▶ Aim of the exercise
Among the entries beneath this sentence, how many lines include the word "monitor"? Only the number is wanted.

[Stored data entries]
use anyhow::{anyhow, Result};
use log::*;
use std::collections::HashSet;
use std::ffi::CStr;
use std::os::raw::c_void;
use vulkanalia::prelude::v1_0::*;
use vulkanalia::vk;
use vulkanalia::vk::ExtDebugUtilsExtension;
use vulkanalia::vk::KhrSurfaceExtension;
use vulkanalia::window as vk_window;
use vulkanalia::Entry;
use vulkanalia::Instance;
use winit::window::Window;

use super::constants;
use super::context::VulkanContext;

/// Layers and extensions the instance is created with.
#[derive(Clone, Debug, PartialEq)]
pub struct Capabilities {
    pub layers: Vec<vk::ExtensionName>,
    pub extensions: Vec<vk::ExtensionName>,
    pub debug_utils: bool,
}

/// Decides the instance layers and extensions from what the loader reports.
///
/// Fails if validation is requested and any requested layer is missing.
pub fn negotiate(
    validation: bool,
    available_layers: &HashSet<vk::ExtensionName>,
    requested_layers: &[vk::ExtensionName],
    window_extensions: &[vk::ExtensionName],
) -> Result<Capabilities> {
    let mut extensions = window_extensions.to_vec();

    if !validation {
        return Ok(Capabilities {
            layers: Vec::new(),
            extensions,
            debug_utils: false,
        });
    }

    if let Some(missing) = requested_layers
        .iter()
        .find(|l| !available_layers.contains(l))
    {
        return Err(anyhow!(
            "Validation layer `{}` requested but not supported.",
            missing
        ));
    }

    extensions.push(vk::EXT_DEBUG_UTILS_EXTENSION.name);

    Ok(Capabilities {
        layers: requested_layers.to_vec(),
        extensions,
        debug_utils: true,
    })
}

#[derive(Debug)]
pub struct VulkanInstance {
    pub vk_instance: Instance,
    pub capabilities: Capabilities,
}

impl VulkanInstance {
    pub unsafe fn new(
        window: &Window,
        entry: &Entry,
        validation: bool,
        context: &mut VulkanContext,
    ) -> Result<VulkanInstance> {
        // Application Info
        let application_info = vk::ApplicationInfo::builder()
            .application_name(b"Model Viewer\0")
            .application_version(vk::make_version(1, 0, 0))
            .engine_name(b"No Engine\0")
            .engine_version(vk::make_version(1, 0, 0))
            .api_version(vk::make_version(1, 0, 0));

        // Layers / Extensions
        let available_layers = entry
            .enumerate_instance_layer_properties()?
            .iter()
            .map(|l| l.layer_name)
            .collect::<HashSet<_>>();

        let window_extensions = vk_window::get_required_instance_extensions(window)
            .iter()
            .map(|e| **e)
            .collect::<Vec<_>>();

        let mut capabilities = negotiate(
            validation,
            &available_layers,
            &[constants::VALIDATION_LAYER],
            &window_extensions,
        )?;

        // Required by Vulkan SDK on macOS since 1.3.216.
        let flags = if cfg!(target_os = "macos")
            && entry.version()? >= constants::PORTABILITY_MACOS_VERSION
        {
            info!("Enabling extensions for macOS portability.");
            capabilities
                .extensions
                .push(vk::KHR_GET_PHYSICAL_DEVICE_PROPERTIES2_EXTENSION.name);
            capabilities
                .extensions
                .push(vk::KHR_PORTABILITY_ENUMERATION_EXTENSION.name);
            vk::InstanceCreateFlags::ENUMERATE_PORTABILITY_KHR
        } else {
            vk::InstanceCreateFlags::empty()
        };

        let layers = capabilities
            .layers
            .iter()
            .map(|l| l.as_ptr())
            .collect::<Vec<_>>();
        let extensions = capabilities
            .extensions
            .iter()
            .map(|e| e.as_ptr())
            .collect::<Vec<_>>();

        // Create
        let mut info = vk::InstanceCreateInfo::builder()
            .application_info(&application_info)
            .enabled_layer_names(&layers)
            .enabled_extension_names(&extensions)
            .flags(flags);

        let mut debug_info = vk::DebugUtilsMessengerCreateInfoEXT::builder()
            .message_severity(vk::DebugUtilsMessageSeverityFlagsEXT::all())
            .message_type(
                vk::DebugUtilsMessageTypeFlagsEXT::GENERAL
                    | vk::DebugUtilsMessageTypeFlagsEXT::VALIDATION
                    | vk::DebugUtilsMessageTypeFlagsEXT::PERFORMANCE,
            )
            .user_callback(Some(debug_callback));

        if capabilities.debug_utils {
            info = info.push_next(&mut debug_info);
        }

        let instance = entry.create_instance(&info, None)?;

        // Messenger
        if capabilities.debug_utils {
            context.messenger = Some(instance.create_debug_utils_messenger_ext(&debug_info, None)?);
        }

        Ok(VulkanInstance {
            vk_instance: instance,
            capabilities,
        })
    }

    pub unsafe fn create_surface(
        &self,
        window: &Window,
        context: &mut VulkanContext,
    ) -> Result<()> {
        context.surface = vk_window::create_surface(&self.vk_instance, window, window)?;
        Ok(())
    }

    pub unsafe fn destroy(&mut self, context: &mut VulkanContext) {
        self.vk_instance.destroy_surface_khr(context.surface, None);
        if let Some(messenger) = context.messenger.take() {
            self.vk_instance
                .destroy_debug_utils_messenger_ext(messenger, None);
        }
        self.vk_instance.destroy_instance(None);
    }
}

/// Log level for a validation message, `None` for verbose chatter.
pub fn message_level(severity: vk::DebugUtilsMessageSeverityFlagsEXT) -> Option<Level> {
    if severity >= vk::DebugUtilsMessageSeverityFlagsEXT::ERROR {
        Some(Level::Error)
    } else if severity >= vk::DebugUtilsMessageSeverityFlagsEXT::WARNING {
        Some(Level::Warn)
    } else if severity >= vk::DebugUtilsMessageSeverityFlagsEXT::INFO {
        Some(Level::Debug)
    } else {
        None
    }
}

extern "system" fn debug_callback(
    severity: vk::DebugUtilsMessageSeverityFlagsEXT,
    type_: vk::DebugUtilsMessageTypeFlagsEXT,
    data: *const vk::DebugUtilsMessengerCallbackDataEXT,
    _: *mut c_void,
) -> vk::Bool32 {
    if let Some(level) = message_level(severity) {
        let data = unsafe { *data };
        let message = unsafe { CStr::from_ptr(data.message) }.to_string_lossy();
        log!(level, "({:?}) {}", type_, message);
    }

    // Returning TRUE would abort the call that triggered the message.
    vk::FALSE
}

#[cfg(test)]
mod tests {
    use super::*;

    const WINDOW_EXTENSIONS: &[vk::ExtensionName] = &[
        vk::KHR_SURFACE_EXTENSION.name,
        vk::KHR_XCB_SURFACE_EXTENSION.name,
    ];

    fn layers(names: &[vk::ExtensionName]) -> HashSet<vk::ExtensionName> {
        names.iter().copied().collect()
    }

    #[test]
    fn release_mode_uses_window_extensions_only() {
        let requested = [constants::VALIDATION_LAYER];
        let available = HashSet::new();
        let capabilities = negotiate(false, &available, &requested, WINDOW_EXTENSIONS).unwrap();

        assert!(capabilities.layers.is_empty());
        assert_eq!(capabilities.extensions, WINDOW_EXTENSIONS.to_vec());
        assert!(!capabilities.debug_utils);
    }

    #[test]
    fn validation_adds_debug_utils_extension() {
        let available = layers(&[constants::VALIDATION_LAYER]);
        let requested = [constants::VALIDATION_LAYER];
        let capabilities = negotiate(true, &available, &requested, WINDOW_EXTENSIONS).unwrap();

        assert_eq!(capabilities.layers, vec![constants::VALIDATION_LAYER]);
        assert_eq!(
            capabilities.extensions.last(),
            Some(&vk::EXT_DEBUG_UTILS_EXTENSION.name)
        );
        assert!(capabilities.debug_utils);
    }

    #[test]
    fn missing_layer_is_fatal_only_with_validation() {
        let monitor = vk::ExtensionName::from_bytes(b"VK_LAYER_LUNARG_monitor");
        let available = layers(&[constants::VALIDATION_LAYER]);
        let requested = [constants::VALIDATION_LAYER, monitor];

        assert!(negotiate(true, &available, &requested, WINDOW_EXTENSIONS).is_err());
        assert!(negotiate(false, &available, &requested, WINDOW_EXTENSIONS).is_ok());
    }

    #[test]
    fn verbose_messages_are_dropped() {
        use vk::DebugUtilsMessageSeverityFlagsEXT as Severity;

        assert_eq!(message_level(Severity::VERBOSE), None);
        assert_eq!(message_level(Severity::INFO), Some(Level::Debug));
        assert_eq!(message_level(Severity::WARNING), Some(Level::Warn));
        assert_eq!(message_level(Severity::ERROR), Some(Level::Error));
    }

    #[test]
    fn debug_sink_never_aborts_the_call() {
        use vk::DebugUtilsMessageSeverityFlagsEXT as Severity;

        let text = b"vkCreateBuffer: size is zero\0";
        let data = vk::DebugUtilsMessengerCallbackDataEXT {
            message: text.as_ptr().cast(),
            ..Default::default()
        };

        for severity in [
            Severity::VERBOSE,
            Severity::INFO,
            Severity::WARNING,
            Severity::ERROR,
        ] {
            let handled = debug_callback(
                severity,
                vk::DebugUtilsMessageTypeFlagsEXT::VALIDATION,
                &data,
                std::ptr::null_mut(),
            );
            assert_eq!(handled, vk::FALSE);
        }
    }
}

...

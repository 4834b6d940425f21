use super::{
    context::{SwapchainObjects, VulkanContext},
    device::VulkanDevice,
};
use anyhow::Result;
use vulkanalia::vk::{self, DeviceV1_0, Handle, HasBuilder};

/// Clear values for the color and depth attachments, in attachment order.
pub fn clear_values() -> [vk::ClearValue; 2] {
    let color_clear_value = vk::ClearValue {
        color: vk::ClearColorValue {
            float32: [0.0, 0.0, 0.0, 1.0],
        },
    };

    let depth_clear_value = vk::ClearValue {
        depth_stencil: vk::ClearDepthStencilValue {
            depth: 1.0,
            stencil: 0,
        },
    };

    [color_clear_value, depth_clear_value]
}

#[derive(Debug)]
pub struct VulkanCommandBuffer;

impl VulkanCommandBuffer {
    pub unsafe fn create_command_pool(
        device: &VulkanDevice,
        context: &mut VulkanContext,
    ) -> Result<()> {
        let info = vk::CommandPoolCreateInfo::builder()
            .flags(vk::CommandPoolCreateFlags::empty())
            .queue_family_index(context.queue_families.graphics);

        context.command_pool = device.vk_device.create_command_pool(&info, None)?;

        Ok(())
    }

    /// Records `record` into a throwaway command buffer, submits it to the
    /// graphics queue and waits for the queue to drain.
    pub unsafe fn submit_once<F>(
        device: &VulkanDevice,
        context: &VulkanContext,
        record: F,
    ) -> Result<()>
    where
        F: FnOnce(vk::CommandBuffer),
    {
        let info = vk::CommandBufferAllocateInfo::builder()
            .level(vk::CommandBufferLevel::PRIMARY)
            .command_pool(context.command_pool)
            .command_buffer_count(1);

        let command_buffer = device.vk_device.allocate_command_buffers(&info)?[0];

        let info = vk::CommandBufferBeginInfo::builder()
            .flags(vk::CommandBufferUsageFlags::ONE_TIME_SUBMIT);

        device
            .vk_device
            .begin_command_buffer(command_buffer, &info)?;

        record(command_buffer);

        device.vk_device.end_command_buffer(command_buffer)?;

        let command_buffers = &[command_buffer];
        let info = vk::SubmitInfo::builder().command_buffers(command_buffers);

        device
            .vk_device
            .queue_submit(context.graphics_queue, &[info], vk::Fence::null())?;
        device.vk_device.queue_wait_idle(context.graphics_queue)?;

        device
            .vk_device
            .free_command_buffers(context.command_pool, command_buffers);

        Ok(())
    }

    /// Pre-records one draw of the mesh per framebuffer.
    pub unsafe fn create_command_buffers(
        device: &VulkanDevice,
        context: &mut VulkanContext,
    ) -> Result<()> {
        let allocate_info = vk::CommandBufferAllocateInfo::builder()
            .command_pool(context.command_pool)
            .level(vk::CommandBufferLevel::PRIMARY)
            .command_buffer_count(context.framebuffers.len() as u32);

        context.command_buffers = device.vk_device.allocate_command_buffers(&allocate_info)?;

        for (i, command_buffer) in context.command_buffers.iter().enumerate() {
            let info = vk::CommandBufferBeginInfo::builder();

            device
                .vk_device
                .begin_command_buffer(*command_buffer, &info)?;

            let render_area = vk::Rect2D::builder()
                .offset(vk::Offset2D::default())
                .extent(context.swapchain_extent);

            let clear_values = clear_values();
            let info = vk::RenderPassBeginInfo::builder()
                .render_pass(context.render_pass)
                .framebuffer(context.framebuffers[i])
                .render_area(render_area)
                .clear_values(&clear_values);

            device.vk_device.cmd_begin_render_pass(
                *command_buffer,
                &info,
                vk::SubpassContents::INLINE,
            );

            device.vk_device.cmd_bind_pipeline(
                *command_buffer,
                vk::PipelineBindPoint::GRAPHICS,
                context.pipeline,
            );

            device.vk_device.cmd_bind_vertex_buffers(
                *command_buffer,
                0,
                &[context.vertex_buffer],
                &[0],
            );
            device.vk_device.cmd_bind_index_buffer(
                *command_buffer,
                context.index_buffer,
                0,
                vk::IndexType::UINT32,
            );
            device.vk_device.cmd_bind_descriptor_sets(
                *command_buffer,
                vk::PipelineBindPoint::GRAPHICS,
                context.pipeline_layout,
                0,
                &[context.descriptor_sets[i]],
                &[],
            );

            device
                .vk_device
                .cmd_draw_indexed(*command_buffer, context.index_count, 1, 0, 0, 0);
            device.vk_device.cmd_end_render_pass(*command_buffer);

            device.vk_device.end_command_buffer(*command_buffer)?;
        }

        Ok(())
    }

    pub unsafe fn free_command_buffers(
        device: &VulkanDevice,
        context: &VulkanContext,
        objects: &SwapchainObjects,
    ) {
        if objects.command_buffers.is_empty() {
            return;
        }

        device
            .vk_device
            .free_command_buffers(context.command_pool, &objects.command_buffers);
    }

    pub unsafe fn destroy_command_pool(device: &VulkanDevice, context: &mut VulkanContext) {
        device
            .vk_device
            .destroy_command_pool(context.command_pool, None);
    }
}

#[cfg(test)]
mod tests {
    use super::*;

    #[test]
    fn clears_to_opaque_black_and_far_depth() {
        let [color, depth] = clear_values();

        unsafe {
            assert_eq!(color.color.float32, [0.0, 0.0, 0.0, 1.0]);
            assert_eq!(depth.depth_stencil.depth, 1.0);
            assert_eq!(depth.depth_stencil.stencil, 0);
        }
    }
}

▶ Task solution
2